TASK BRIEF. Within the records below, filter for lines carrying the word "bootstrap" and copy them.

Saved entries.
⁂

#![deny(unsafe_code)]

pub mod bootstrap;
pub mod commands;
pub mod config;
pub mod error;
pub mod handlers;
pub mod parser;

pub use bootstrap::{bootstrap, AppContext};
pub use commands::Commands;
pub use config::RuntimeConfig;
pub use error::CliError;
pub use parser::Cli;
use chrono::{DateTime, Utc};
use serde::{Deserialize, Serialize};
use std::fmt;

/// Identifier for a `Media` record.
#[derive(Clone, Copy, Debug, PartialEq, Eq, PartialOrd, Ord, Hash, Serialize, Deserialize)]
#[serde(transparent)]
pub struct MediaId(pub i64);

impl fmt::Display for MediaId {
    fn fmt(&self, f: &mut fmt::Formatter<'_>) -> fmt::Result {
        write!(f, "{}", self.0)
    }
}

impl From<i64> for MediaId {
    fn from(value: i64) -> Self {
        Self(value)
    }
}

/// Content platform a `Media`/`Download` originates from.
#[derive(Clone, Copy, Debug, PartialEq, Eq, Serialize, Deserialize)]
#[serde(rename_all = "snake_case")]
pub enum Provider {
    A,
    M,
}

impl Provider {
    #[must_use]
    pub const fn as_str(self) -> &'static str {
        match self {
            Self::A => "a",
            Self::M => "m",
        }
    }
}

impl fmt::Display for Provider {
    fn fmt(&self, f: &mut fmt::Formatter<'_>) -> fmt::Result {
        write!(f, "{}", self.as_str())
    }
}

/// Kind of catalog item.
#[derive(Clone, Copy, Debug, PartialEq, Eq, Serialize, Deserialize)]
#[serde(rename_all = "snake_case")]
pub enum MediaKind {
    Track,
    Album,
}

impl fmt::Display for MediaKind {
    fn fmt(&self, f: &mut fmt::Formatter<'_>) -> fmt::Result {
        let s = match self {
            Self::Track => "track",
            Self::Album => "album",
        };
        write!(f, "{s}")
    }
}

/// A single track within an album's ordered track list.
#[derive(Clone, Debug, PartialEq, Eq, Serialize, Deserialize)]
#[serde(rename_all = "camelCase")]
pub struct Track {
    pub track_no: u32,
    pub title: String,
    /// Duration in seconds, if known.
    pub duration: Option<u32>,
}

/// A catalog item (track or album) identified by a provider source.
#[derive(Clone, Debug, PartialEq, Serialize, Deserialize)]
#[serde(rename_all = "camelCase")]
pub struct Media {
    pub id: MediaId,
    pub title: Option<String>,
    pub artist: Option<String>,
    pub album: Option<String>,
    pub album_artist: Option<String>,
    pub year: Option<i32>,
    pub cover_url: Option<String>,
    /// Duration in seconds.
    pub duration: Option<u32>,
    pub provider: Provider,
    /// Provider-scoped identifier. `(provider, provider_id)` is unique
    /// when non-empty; both fields are immutable after insert.
    pub provider_id: String,
    pub kind: MediaKind,
    pub tracks: Option<Vec<Track>>,
    pub created_at: DateTime<Utc>,
    pub updated_at: DateTime<Utc>,
}

/// Fields supplied when creating a `Media` row. `provider`/`provider_id`
/// are immutable thereafter; all other fields may be null/absent.
#[derive(Clone, Debug, PartialEq)]
pub struct NewMedia {
    pub title: Option<String>,
    pub artist: Option<String>,
    pub album: Option<String>,
    pub album_artist: Option<String>,
    pub year: Option<i32>,
    pub cover_url: Option<String>,
    pub duration: Option<u32>,
    pub provider: Provider,
    pub provider_id: String,
    pub kind: MediaKind,
    pub tracks: Option<Vec<Track>>,
}

/// The bounded set of editable `Media` fields exposed through
/// `UpdateMediaMetadata`. Absent fields are left unchanged; the operation
/// silently no-ops if every field is `None`.
#[derive(Clone, Debug, Default, PartialEq, Eq, Serialize, Deserialize)]
#[serde(rename_all = "camelCase")]
pub struct MediaFields {
    #[serde(default, skip_serializing_if = "Option::is_none")]
    pub title: Option<String>,
    #[serde(default, skip_serializing_if = "Option::is_none")]
    pub artist: Option<String>,
    #[serde(default, skip_serializing_if = "Option::is_none")]
    pub album: Option<String>,
    #[serde(default, skip_serializing_if = "Option::is_none")]
    pub album_artist: Option<String>,
    #[serde(default, skip_serializing_if = "Option::is_none")]
    pub year: Option<i32>,
}

impl MediaFields {
    #[must_use]
    pub const fn is_empty(&self) -> bool {
        self.title.is_none()
            && self.artist.is_none()
            && self.album.is_none()
            && self.album_artist.is_none()
            && self.year.is_none()
    }
}
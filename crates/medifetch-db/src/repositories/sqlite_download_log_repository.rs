//! `SQLite` implementation of the `DownloadLogRepository` port.

use async_trait::async_trait;
use chrono::Utc;
use sqlx::{Row, SqlitePool};

use medifetch_core::{AppError, DownloadId, DownloadLog, DownloadLogRepository, NewDownloadLog};

use super::row_mappers::{map_log_row, sqlx_err};

/// `SQLite` implementation of the `DownloadLogRepository` port.
///
/// `download_logs` rows are append-only; no update or single-row delete
/// operation exists on this trait, only bulk retention deletion.
pub struct SqliteDownloadLogRepository {
    pool: SqlitePool,
}

impl SqliteDownloadLogRepository {
    #[must_use]
    pub const fn new(pool: SqlitePool) -> Self {
        Self { pool }
    }
}

#[async_trait]
impl DownloadLogRepository for SqliteDownloadLogRepository {
    async fn create(&self, data: NewDownloadLog) -> Result<DownloadLog, AppError> {
        let now = Utc::now();
        let metadata_json = data
            .metadata
            .as_ref()
            .map(|v| serde_json::to_string(v).unwrap_or_default());

        let result = sqlx::query(
            "INSERT INTO download_logs \
             (download_id, event_type, message, metadata, timestamp) \
             VALUES (?, ?, ?, ?, ?)",
        )
        .bind(data.download_id.0)
        .bind(data.event_type.as_str())
        .bind(&data.message)
        .bind(&metadata_json)
        .bind(now)
        .execute(&self.pool)
        .await
        .map_err(sqlx_err)?;

        let row = sqlx::query("SELECT * FROM download_logs WHERE id = ?")
            .bind(result.last_insert_rowid())
            .fetch_one(&self.pool)
            .await
            .map_err(sqlx_err)?;
        map_log_row(&row)
    }

    async fn find_by_download_id(
        &self,
        download_id: DownloadId,
        page: u32,
        page_size: u32,
    ) -> Result<Vec<DownloadLog>, AppError> {
        let offset = i64::from(page.saturating_sub(1)) * i64::from(page_size);
        let rows = sqlx::query(
            "SELECT * FROM download_logs WHERE download_id = ? \
             ORDER BY timestamp DESC LIMIT ? OFFSET ?",
        )
        .bind(download_id.0)
        .bind(i64::from(page_size))
        .bind(offset)
        .fetch_all(&self.pool)
        .await
        .map_err(sqlx_err)?;
        rows.iter().map(map_log_row).collect()
    }

    async fn count_by_download_id(&self, download_id: DownloadId) -> Result<u64, AppError> {
        let row = sqlx::query("SELECT COUNT(*) AS n FROM download_logs WHERE download_id = ?")
            .bind(download_id.0)
            .fetch_one(&self.pool)
            .await
            .map_err(sqlx_err)?;
        let n: i64 = row.try_get("n").map_err(sqlx_err)?;
        Ok(n as u64)
    }

    async fn delete_old_logs(&self, days: u32) -> Result<u64, AppError> {
        let cutoff = medifetch_core::days_ago(days);
        let result = sqlx::query("DELETE FROM download_logs WHERE timestamp < ?")
            .bind(cutoff)
            .execute(&self.pool)
            .await
            .map_err(sqlx_err)?;
        Ok(result.rows_affected())
    }
}
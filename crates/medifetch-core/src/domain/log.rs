use chrono::{DateTime, Utc};
use serde::{Deserialize, Serialize};
use std::fmt;

use super::download::DownloadId;

/// The enumerated event-type vocabulary for `DownloadLog` rows and the
/// optional streaming interface.
#[derive(Clone, Copy, Debug, PartialEq, Eq, Serialize, Deserialize)]
#[serde(rename_all = "snake_case")]
pub enum EventType {
    #[serde(rename = "download:enqueued")]
    DownloadEnqueued,
    #[serde(rename = "download:started")]
    DownloadStarted,
    #[serde(rename = "download:progress")]
    DownloadProgress,
    #[serde(rename = "download:completed")]
    DownloadCompleted,
    #[serde(rename = "download:failed")]
    DownloadFailed,
    #[serde(rename = "download:cancelled")]
    DownloadCancelled,
    #[serde(rename = "download:stalled")]
    DownloadStalled,
    #[serde(rename = "storage:low")]
    StorageLow,
    #[serde(rename = "metadata:fetching")]
    MetadataFetching,
    #[serde(rename = "metadata:found")]
    MetadataFound,
}

impl EventType {
    #[must_use]
    pub const fn as_str(self) -> &'static str {
        match self {
            Self::DownloadEnqueued => "download:enqueued",
            Self::DownloadStarted => "download:started",
            Self::DownloadProgress => "download:progress",
            Self::DownloadCompleted => "download:completed",
            Self::DownloadFailed => "download:failed",
            Self::DownloadCancelled => "download:cancelled",
            Self::DownloadStalled => "download:stalled",
            Self::StorageLow => "storage:low",
            Self::MetadataFetching => "metadata:fetching",
            Self::MetadataFound => "metadata:found",
        }
    }
}

impl fmt::Display for EventType {
    fn fmt(&self, f: &mut fmt::Formatter<'_>) -> fmt::Result {
        write!(f, "{}", self.as_str())
    }
}

/// An append-only lifecycle event for a `Download`.
///
/// Immutable once created; ordered by `timestamp` within a `download_id`.
#[derive(Clone, Debug, PartialEq, Serialize, Deserialize)]
#[serde(rename_all = "camelCase")]
pub struct DownloadLog {
    pub id: i64,
    pub download_id: DownloadId,
    pub event_type: EventType,
    pub message: String,
    /// Free-form structured payload (progress value, storage figures, ...).
    pub metadata: Option<serde_json::Value>,
    pub timestamp: DateTime<Utc>,
}

#[cfg(test)]
mod tests {
    use super::*;

    #[test]
    fn event_type_roundtrips_wire_format() {
        let json = serde_json::to_string(&EventType::DownloadProgress).unwrap();
        assert_eq!(json, "\"download:progress\"");
        let parsed: EventType = serde_json::from_str(&json).unwrap();
        assert_eq!(parsed, EventType::DownloadProgress);
    }
}
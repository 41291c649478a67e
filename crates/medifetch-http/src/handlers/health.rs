//! `GET /health`.

use axum::Json;

use crate::dto::HealthResponse;

pub async fn health() -> Json<HealthResponse> {
    Json(HealthResponse { status: "ok" })
}
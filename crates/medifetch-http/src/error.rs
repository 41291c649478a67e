//! HTTP-specific error mapping.
//!
//! Maps [`medifetch_core::AppError`] onto `(StatusCode, JSON body)`,
//! the only place in the workspace that knows about HTTP status codes.

use axum::http::StatusCode;
use axum::response::{IntoResponse, Response};
use axum::Json;
use serde::Serialize;

use medifetch_core::AppError;

/// Thin wrapper so handlers can `?`-propagate `AppError` and get a
/// correctly-coded JSON response for free via `IntoResponse`.
#[derive(Debug)]
pub struct HttpError(pub AppError);

impl From<AppError> for HttpError {
    fn from(err: AppError) -> Self {
        Self(err)
    }
}

#[derive(Serialize)]
struct ErrorBody {
    error: String,
    #[serde(rename = "type")]
    error_type: &'static str,
}

impl IntoResponse for HttpError {
    fn into_response(self) -> Response {
        let status = match &self.0 {
            AppError::NotFound { .. } => StatusCode::NOT_FOUND,
            AppError::InvalidUrl { .. }
            | AppError::DuplicateActive
            | AppError::QueueFull { .. }
            | AppError::InvalidState { .. }
            | AppError::BadPagination { .. }
            | AppError::ImmutableField { .. } => StatusCode::BAD_REQUEST,
            AppError::InsufficientStorage { .. } => StatusCode::INSUFFICIENT_STORAGE,
            AppError::Internal { .. } => StatusCode::INTERNAL_SERVER_ERROR,
        };

        let body = ErrorBody {
            error: self.0.to_string(),
            error_type: self.0.kind(),
        };

        (status, Json(body)).into_response()
    }
}
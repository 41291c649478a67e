//! Use cases and worker main loop for medifetch.
//!
//! `medifetch-db` and `medifetch-extract` provide the concrete port
//! implementations; this crate only depends on the port traits defined
//! in `medifetch-core`, so it is composed against fakes in its own
//! tests and against the real adapters at the composition root.

mod dto;
mod log_writer;
mod service;
mod worker;

pub use dto::{CleanupResult, DownloadLogPage, DownloadPage, DownloadStatusView, EnqueueResult, MoveResult, Page};
pub use log_writer::DownloadLogWriter;
pub use service::DownloadService;
pub use worker::{Worker, WorkerState};
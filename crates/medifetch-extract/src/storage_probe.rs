//! Storage probe (C4): query free space on a filesystem path.

use async_trait::async_trait;
use std::path::Path;
use sysinfo::Disks;

use medifetch_core::{AppError, StorageProbe};

/// [`StorageProbe`] backed by `sysinfo`'s disk listing.
///
/// Matches `path` against the mounted disk with the longest mount-point
/// prefix, mirroring how `df` resolves a path to its containing
/// filesystem.
#[derive(Debug, Default, Clone, Copy)]
pub struct SysinfoStorageProbe;

impl SysinfoStorageProbe {
    #[must_use]
    pub const fn new() -> Self {
        Self
    }
}

#[async_trait]
impl StorageProbe for SysinfoStorageProbe {
    async fn available_bytes(&self, path: &str) -> Result<u64, AppError> {
        let path = path.to_string();
        tokio::task::spawn_blocking(move || available_bytes_blocking(&path))
            .await
            .map_err(|e| AppError::internal(format!("storage_probe_failed: join error: {e}")))?
    }
}

fn available_bytes_blocking(path: &str) -> Result<u64, AppError> {
    let target = std::fs::canonicalize(path).unwrap_or_else(|_| Path::new(path).to_path_buf());
    let disks = Disks::new_with_refreshed_list();

    let best = disks
        .iter()
        .filter(|d| target.starts_with(d.mount_point()))
        .max_by_key(|d| d.mount_point().as_os_str().len());

    match best {
        Some(disk) => Ok(disk.available_space()),
        None => Err(AppError::internal(format!(
            "storage_probe_failed: no mounted filesystem matches {}",
            target.display()
        ))),
    }
}

#[cfg(test)]
mod tests {
    use super::*;

    #[tokio::test]
    async fn available_bytes_resolves_root() {
        let probe = SysinfoStorageProbe::new();
        let bytes = probe.available_bytes("/").await.unwrap();
        assert!(bytes > 0);
    }

    #[tokio::test]
    async fn has_at_least_is_consistent_with_available_bytes() {
        let probe = SysinfoStorageProbe::new();
        let bytes = probe.available_bytes("/").await.unwrap();
        #[allow(clippy::cast_precision_loss)]
        let available_gb = bytes as f64 / 1_000_000_000.0;
        assert!(probe.has_at_least("/", available_gb - 1.0).await.unwrap());
        assert!(!probe.has_at_least("/", available_gb + 1_000_000.0).await.unwrap());
    }
}
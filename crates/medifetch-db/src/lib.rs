//! `SQLite` repository implementations for medifetch.
//!
//! Confines all `sqlx` usage to this crate. The port traits defined in
//! `medifetch-core` never leak a `SqlitePool` or row type.

#![deny(unsafe_code)]

pub mod cache_decorators;
pub mod repositories;
pub mod setup;

pub use cache_decorators::{CachedDownloadLogRepository, CachedDownloadRepository, CachedMediaRepository};
pub use repositories::{SqliteDownloadLogRepository, SqliteDownloadRepository, SqliteKvCache, SqliteMediaRepository};
pub use setup::setup_database;

#[cfg(any(test, feature = "test-utils"))]
pub use setup::setup_test_database;
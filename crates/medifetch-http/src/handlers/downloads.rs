//! `/api/downloads` handlers.

use axum::extract::{Path, Query, State};
use axum::Json;

use medifetch_core::DownloadId;

use crate::dto::{
    DownloadStatusResponse, EnqueueRequest, EnqueueResponse, ListDownloadsQuery,
    ListDownloadsResponse, LogsQuery, LogsResponse, MoveResponse, SuccessResponse,
};
use crate::error::HttpError;
use crate::state::AppState;

const DEFAULT_PAGE: u32 = 1;
const DEFAULT_PAGE_SIZE: u32 = 20;
const DEFAULT_LOG_LIMIT: u32 = 50;

pub async fn enqueue(
    State(state): State<AppState>,
    Json(req): Json<EnqueueRequest>,
) -> Result<(axum::http::StatusCode, Json<EnqueueResponse>), HttpError> {
    let result = state.service.enqueue(&req.url).await?;
    Ok((axum::http::StatusCode::CREATED, Json(result.into())))
}

pub async fn get_status(
    State(state): State<AppState>,
    Path(id): Path<i64>,
) -> Result<Json<DownloadStatusResponse>, HttpError> {
    let view = state.service.get_download_status(DownloadId(id)).await?;
    Ok(Json(view.into()))
}

pub async fn list(
    State(state): State<AppState>,
    Query(query): Query<ListDownloadsQuery>,
) -> Result<Json<ListDownloadsResponse>, HttpError> {
    let page = query.page.unwrap_or(DEFAULT_PAGE);
    let page_size = query.page_size.unwrap_or(DEFAULT_PAGE_SIZE);
    let page_result = state.service.list_downloads(query.status, page, page_size).await?;
    Ok(Json(page_result.into()))
}

pub async fn logs(
    State(state): State<AppState>,
    Path(id): Path<i64>,
    Query(query): Query<LogsQuery>,
) -> Result<Json<LogsResponse>, HttpError> {
    let page = query.page.unwrap_or(DEFAULT_PAGE);
    let limit = query.limit.unwrap_or(DEFAULT_LOG_LIMIT);
    let page_result = state.service.get_download_logs(DownloadId(id), page, limit).await?;
    Ok(Json(page_result.into()))
}

pub async fn cancel(
    State(state): State<AppState>,
    Path(id): Path<i64>,
) -> Result<Json<SuccessResponse>, HttpError> {
    state.service.cancel_download(DownloadId(id)).await?;
    Ok(Json(SuccessResponse::ok()))
}

pub async fn retry(
    State(state): State<AppState>,
    Path(id): Path<i64>,
) -> Result<Json<SuccessResponse>, HttpError> {
    state.service.retry_download(DownloadId(id)).await?;
    Ok(Json(SuccessResponse::ok()))
}

pub async fn move_to_destination(
    State(state): State<AppState>,
    Path(id): Path<i64>,
) -> Result<Json<MoveResponse>, HttpError> {
    let result = state.service.move_to_destination(DownloadId(id)).await?;
    Ok(Json(MoveResponse {
        success: true,
        dest_path: result.dest_path,
    }))
}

⁂

RESPONSE TO THIS EXERCISE.
pub mod bootstrap;
pub use bootstrap::{bootstrap, AppContext};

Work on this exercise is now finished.